Pairwise comparisons (--pairwise): for each pair of groups,
computes the Euclidean distance between group means in phylogenetically
transformed space, with permutation-based p-values.
Example (ANOVA):
phykit phylo_anova -t species.tre --traits trait_data.tsv --permutations 999
Example output:
Phylogenetic ANOVA (RRPP, 999 permutations)
Response: body_mass
Groups (3): carnivore, herbivore, omnivore
N taxa: 8
Source Df SS MS F Z p-value
----------------------------------------------------------------------------
group 2 0.0382 0.0191 0.3548 -0.7213 0.8088
residuals 5 0.2691 0.0538
total 7 0.3073
In this example, p = 0.81 and Z = -0.72 indicate no significant difference in body mass among diet groups after accounting for phylogeny.
Example (MANOVA with pairwise):
phykit phylo_manova -t species.tre --traits multi_traits.tsv --pairwise --permutations 999
Violin + boxplot showing trait values by group for phylogenetic ANOVA.

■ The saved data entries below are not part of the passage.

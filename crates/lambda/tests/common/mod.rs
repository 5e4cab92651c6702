#![allow(dead_code)]

use std::collections::HashSet;
use std::sync::Mutex;

use async_trait::async_trait;
use stepstart_core::clock::FixedClock;
use stepstart_lambda::config::TriggerConfig;
use stepstart_lambda::trigger::ExecutionTrigger;
use stepstart_sfn::{
    ExecutionStarter, StartExecutionError, StartExecutionRequest, StartFailureKind,
    StartedExecution,
};

pub const TEST_ARN: &str = "arn:aws:states:us-east-1:123456789012:stateMachine:Tasks";

/// `2023-11-14T22:13:20Z`.
pub const TEST_EPOCH: i64 = 1_700_000_000;

/// In-memory stand-in for Step Functions.
///
/// Records every request and enforces the two engine rules the trigger
/// relies on: the ARN must be non-empty and execution names are unique.
/// A forced failure, when set, is returned for every call instead.
#[derive(Default)]
pub struct FakeEngine {
    requests: Mutex<Vec<StartExecutionRequest>>,
    names: Mutex<HashSet<String>>,
    forced: Mutex<Option<StartExecutionError>>,
}

impl FakeEngine {
    pub fn failing_with(err: StartExecutionError) -> Self {
        let engine = Self::default();
        *engine.forced.lock().unwrap() = Some(err);
        engine
    }

    pub fn requests(&self) -> Vec<StartExecutionRequest> {
        self.requests.lock().unwrap().clone()
    }

    pub fn call_count(&self) -> usize {
        self.requests.lock().unwrap().len()
    }
}

#[async_trait]
impl ExecutionStarter for FakeEngine {
    async fn start_execution(
        &self,
        request: StartExecutionRequest,
    ) -> Result<StartedExecution, StartExecutionError> {
        self.requests.lock().unwrap().push(request.clone());

        if let Some(err) = self.forced.lock().unwrap().clone() {
            return Err(err);
        }

        if request.state_machine_arn.is_empty() {
            return Err(StartExecutionError::new(
                StartFailureKind::InvalidRequest,
                "Invalid Arn: 'Resource type not valid in this context: '",
            )
            .with_code("InvalidArn"));
        }

        if !self
            .names
            .lock()
            .unwrap()
            .insert(request.name.as_str().to_string())
        {
            return Err(already_exists(request.name.as_str()));
        }

        Ok(StartedExecution {
            execution_arn: format!(
                "{}:{}",
                request.state_machine_arn.replace(":stateMachine:", ":execution:"),
                request.name
            ),
            start_date: Some("2023-11-14T22:13:20Z".to_string()),
        })
    }
}

pub fn already_exists(name: &str) -> StartExecutionError {
    StartExecutionError::new(
        StartFailureKind::AlreadyExists,
        format!("Execution Already Exists: '{name}'"),
    )
    .with_code("ExecutionAlreadyExists")
}

/// Trigger wired to a fresh [`FakeEngine`] and a clock pinned at [`TEST_EPOCH`].
pub fn test_trigger() -> ExecutionTrigger<FakeEngine, FixedClock> {
    trigger_with(TEST_ARN, FakeEngine::default())
}

pub fn trigger_with(arn: &str, engine: FakeEngine) -> ExecutionTrigger<FakeEngine, FixedClock> {
    ExecutionTrigger::new(TriggerConfig::new(arn), engine, FixedClock(TEST_EPOCH))
}
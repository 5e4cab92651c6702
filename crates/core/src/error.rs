#[derive(Debug, thiserror::Error)]
pub enum CoreError {
    #[error("Serialization failed: {0}")]
    Serialization(String),
}

impl From<serde_json::Error> for CoreError {
    fn from(err: serde_json::Error) -> Self {
        Self::Serialization(err.to_string())
    }
}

Phylomorphospace colored by group for phylogenetic MANOVA. Points represent species, edges represent phylogenetic relationships, and colors correspond to group membership.
phykit phylo_anova -t <tree> --traits <traits_file>
[--group-column <name>] [--method auto|anova|manova]

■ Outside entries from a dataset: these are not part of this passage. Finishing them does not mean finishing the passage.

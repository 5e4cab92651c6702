//! Lambda event adapter around [`ExecutionTrigger`].

use lambda_runtime::LambdaEvent;
use stepstart_core::clock::Clock;
use stepstart_core::types::TriggerRequest;
use stepstart_sfn::ExecutionStarter;
use tracing::Instrument;

use crate::error::TriggerError;
use crate::trigger::ExecutionTrigger;

/// Handle one invocation. The returned string is serialized by the
/// runtime as a JSON string literal.
pub async fn handle<S, C>(
    trigger: &ExecutionTrigger<S, C>,
    event: LambdaEvent<TriggerRequest>,
) -> Result<String, TriggerError>
where
    S: ExecutionStarter,
    C: Clock,
{
    let (request, context) = event.into_parts();
    let span = tracing::info_span!("invocation", request_id = %context.request_id);

    trigger.trigger(request).instrument(span).await
}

[--permutations <int>] [--pairwise]
[--plot-output <file>] [--plot-type boxplot|phylomorphospace]
[--seed <int>] [--json]
Options:
-t/--tree: species tree file (required)
--traits: TSV file with taxon, group column, and one or more response trait columns (required)
--group-column: name of the categorical grouping column (default: first non-taxon column)
--method: auto, anova, or manova (default: auto — detects from number of response columns)
--permutations: number of RRPP permutations (default: 1000)
--pairwise: include post-hoc pairwise group comparisons
--plot-output: output figure path (.png, .pdf, .svg)
--plot-type: boxplot (violin+boxplot for ANOVA) or phylomorphospace (for MANOVA); default: auto-detected
--seed: random seed for reproducible permutations
--json: output results as JSON
R validation: Deterministic components (SS, MS, F, Pillai's trace)
have been validated against manual Cholesky-transformed ANOVA/MANOVA
in R using ape::vcv() for the phylogenetic covariance matrix
(see tests/r_validation/validate_phylo_anova.R).